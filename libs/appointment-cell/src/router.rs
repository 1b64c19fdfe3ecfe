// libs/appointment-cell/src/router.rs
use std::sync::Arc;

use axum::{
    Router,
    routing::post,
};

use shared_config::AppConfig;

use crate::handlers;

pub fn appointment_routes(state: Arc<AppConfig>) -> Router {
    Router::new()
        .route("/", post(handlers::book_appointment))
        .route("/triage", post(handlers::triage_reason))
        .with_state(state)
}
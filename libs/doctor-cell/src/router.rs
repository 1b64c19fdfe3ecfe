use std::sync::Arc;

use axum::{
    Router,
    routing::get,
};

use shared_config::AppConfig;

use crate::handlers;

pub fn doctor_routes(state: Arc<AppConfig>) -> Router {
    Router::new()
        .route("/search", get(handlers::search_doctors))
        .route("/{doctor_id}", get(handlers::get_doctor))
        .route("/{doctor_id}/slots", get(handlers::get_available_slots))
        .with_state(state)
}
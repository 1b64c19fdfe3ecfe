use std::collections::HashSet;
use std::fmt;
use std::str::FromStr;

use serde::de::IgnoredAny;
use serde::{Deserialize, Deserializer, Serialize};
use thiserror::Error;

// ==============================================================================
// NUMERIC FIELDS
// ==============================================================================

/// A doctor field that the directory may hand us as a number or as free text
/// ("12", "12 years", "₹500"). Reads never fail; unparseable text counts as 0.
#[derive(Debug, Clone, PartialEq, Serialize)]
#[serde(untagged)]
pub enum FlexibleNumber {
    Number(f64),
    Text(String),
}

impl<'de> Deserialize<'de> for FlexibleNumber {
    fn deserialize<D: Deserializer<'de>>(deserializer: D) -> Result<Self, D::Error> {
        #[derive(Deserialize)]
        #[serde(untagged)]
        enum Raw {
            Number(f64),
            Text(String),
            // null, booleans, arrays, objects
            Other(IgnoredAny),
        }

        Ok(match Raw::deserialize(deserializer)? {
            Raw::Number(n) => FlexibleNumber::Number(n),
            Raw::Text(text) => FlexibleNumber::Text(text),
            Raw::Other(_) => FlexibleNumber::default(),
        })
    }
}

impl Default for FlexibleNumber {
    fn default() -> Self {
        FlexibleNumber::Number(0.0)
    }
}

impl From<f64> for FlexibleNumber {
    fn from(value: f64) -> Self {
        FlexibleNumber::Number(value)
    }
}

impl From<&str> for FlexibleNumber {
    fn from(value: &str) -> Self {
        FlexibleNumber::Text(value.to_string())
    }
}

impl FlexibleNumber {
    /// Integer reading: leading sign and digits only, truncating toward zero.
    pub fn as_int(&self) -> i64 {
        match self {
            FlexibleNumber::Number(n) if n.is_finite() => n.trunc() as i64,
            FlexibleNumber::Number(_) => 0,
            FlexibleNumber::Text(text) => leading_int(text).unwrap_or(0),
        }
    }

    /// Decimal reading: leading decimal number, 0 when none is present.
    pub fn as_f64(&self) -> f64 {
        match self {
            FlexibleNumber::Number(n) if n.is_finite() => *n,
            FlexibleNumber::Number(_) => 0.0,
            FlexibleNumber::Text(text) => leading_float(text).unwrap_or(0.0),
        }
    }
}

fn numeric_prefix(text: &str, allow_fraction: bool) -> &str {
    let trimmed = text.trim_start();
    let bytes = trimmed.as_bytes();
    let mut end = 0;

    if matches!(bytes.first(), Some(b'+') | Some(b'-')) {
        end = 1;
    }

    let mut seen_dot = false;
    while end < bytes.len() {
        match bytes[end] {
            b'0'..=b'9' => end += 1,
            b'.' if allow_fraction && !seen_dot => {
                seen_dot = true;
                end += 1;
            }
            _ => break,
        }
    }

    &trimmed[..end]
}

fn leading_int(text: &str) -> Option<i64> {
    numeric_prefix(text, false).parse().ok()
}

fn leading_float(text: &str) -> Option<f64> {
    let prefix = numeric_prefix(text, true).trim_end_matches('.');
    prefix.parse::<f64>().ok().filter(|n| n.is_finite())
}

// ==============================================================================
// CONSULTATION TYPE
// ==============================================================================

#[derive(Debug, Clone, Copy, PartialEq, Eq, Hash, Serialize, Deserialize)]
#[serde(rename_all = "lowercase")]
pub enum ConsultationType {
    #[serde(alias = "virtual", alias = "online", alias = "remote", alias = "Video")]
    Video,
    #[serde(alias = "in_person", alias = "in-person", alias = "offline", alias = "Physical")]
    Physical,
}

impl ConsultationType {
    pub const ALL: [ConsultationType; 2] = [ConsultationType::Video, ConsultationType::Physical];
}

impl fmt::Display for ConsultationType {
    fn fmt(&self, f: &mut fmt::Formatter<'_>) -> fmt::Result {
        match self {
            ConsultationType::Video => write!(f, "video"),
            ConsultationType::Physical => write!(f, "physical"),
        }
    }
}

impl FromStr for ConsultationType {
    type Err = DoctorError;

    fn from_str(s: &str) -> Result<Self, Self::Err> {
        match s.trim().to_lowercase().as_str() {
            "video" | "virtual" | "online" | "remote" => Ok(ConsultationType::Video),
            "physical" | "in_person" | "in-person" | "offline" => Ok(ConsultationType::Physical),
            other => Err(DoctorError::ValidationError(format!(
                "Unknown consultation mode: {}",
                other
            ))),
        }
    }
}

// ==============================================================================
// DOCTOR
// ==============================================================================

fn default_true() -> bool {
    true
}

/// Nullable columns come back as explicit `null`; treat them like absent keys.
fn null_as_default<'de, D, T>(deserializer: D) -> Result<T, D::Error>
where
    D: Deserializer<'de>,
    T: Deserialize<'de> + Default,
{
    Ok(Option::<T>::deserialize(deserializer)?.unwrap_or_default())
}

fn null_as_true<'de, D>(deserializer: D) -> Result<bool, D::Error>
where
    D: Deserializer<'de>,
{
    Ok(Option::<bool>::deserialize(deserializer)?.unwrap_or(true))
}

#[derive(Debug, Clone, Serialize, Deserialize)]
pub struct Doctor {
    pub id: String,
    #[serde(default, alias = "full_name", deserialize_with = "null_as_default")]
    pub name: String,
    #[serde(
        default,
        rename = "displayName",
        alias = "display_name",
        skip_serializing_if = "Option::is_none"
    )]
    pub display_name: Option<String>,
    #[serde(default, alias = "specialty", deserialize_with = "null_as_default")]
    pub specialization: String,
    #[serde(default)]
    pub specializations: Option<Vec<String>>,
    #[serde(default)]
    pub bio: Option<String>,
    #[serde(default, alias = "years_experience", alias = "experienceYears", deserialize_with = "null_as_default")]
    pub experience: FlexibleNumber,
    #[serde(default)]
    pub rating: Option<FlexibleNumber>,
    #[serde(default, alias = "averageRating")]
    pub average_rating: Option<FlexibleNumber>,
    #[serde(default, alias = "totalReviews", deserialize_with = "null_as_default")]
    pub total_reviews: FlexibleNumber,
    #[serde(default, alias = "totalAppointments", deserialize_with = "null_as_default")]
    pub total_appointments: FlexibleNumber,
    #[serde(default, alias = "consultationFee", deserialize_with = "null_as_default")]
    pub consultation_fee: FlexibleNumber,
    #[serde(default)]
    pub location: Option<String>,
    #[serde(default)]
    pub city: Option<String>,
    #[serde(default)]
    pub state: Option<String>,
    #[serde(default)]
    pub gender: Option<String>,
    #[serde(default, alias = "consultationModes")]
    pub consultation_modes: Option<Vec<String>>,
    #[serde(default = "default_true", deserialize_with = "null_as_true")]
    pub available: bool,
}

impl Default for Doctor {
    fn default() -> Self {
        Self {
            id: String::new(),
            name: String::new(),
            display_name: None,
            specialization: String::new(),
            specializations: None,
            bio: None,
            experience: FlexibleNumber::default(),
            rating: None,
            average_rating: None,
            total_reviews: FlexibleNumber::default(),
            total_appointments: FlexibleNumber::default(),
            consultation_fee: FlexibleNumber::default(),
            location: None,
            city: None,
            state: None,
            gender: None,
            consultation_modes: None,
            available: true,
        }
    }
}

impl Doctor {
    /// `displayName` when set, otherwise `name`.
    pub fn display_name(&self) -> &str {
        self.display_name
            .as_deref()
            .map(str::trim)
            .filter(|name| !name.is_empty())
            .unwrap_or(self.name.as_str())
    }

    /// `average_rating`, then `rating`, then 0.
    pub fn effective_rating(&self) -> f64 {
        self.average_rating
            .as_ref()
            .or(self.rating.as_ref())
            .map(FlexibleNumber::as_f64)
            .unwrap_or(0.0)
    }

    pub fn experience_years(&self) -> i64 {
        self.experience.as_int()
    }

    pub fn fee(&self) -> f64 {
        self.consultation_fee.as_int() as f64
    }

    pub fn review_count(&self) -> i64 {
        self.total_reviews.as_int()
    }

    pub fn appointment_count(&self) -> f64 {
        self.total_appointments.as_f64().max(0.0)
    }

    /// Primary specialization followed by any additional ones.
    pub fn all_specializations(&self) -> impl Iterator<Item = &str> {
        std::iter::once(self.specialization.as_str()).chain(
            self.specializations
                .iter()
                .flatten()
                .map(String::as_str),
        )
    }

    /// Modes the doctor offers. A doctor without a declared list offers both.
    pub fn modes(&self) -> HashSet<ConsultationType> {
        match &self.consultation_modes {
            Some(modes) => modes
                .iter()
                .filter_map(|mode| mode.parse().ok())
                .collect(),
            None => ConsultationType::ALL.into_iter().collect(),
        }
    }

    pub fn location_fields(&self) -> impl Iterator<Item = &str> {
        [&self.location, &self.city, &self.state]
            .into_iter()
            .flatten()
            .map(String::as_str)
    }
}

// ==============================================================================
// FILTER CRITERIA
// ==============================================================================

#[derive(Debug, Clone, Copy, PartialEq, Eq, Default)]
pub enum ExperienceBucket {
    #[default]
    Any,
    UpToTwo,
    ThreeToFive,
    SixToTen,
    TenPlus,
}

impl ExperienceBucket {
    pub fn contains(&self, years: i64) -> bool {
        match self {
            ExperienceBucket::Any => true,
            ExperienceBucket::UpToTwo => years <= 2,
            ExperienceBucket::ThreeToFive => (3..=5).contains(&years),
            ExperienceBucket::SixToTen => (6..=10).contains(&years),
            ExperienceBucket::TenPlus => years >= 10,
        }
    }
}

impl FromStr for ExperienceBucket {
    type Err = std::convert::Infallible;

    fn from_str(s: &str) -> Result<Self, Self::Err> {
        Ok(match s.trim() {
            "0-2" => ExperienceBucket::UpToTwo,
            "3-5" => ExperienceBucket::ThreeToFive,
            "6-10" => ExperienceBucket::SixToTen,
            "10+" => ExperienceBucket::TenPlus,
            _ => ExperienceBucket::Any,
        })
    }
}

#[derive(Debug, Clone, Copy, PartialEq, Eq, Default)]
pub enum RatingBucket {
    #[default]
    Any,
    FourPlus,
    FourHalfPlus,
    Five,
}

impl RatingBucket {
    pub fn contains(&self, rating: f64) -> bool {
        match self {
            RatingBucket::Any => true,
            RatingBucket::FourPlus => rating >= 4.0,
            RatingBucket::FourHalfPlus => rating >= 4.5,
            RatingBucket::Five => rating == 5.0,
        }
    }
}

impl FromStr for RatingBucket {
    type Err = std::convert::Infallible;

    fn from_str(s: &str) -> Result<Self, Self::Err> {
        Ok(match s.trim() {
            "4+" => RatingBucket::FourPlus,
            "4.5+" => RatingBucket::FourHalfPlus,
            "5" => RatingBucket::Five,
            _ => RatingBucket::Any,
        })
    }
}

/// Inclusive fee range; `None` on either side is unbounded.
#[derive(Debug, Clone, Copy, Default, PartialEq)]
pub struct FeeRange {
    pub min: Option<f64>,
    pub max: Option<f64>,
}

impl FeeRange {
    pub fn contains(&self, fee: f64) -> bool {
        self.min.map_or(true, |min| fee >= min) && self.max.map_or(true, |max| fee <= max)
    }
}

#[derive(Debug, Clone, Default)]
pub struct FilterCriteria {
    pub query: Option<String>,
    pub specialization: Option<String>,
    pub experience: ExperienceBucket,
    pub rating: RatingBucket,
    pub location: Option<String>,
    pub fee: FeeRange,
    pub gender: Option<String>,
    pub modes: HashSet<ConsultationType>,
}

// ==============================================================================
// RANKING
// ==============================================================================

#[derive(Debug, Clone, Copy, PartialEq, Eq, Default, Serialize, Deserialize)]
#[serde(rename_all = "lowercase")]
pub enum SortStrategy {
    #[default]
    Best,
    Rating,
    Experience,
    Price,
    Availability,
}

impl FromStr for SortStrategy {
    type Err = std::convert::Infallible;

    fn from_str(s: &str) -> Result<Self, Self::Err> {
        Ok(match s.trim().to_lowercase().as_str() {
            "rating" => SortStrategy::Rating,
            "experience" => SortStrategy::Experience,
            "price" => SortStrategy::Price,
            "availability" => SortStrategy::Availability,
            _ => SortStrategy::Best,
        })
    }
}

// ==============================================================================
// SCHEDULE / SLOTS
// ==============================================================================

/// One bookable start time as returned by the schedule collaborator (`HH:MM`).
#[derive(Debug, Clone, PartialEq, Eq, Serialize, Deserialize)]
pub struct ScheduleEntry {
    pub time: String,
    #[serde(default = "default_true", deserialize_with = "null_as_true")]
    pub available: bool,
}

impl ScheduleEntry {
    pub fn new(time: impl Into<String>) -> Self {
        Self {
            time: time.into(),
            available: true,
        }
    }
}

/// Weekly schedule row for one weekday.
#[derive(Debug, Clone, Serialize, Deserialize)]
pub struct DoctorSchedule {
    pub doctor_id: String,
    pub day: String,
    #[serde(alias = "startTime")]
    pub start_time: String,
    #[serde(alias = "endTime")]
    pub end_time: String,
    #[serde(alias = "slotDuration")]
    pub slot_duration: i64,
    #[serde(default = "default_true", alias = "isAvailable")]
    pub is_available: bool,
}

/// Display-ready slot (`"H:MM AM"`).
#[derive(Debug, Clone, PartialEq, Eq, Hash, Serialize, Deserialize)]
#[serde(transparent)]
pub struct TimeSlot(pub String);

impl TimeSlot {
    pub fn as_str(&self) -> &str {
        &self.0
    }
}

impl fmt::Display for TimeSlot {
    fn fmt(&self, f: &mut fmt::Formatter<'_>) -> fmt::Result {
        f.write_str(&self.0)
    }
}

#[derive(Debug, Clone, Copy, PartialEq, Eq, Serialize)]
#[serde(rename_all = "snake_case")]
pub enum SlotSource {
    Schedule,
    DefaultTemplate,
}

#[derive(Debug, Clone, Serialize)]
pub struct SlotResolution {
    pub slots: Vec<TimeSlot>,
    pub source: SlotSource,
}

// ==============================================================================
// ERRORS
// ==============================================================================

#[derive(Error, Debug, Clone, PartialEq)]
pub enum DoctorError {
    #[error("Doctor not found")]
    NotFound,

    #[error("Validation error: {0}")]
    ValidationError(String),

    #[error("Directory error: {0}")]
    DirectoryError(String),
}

**About this exercise**
Nothing but the lines from the top of the records down to the line with "pub fn appointment_routes(state: Arc<AppConfig>)" belongs in the answer; repeat them exactly.

**Answer area**
filename libs/appointment-cell/src/router.rs
repository 1b64c19fdfe3ecfe
// libs/appointment-cell/src/router.rs
use std::sync::Arc;

use axum::{
    Router,
    routing::post,
};

use shared_config::AppConfig;

use crate::handlers;

pub fn appointment_routes(state: Arc<AppConfig>) -> Router {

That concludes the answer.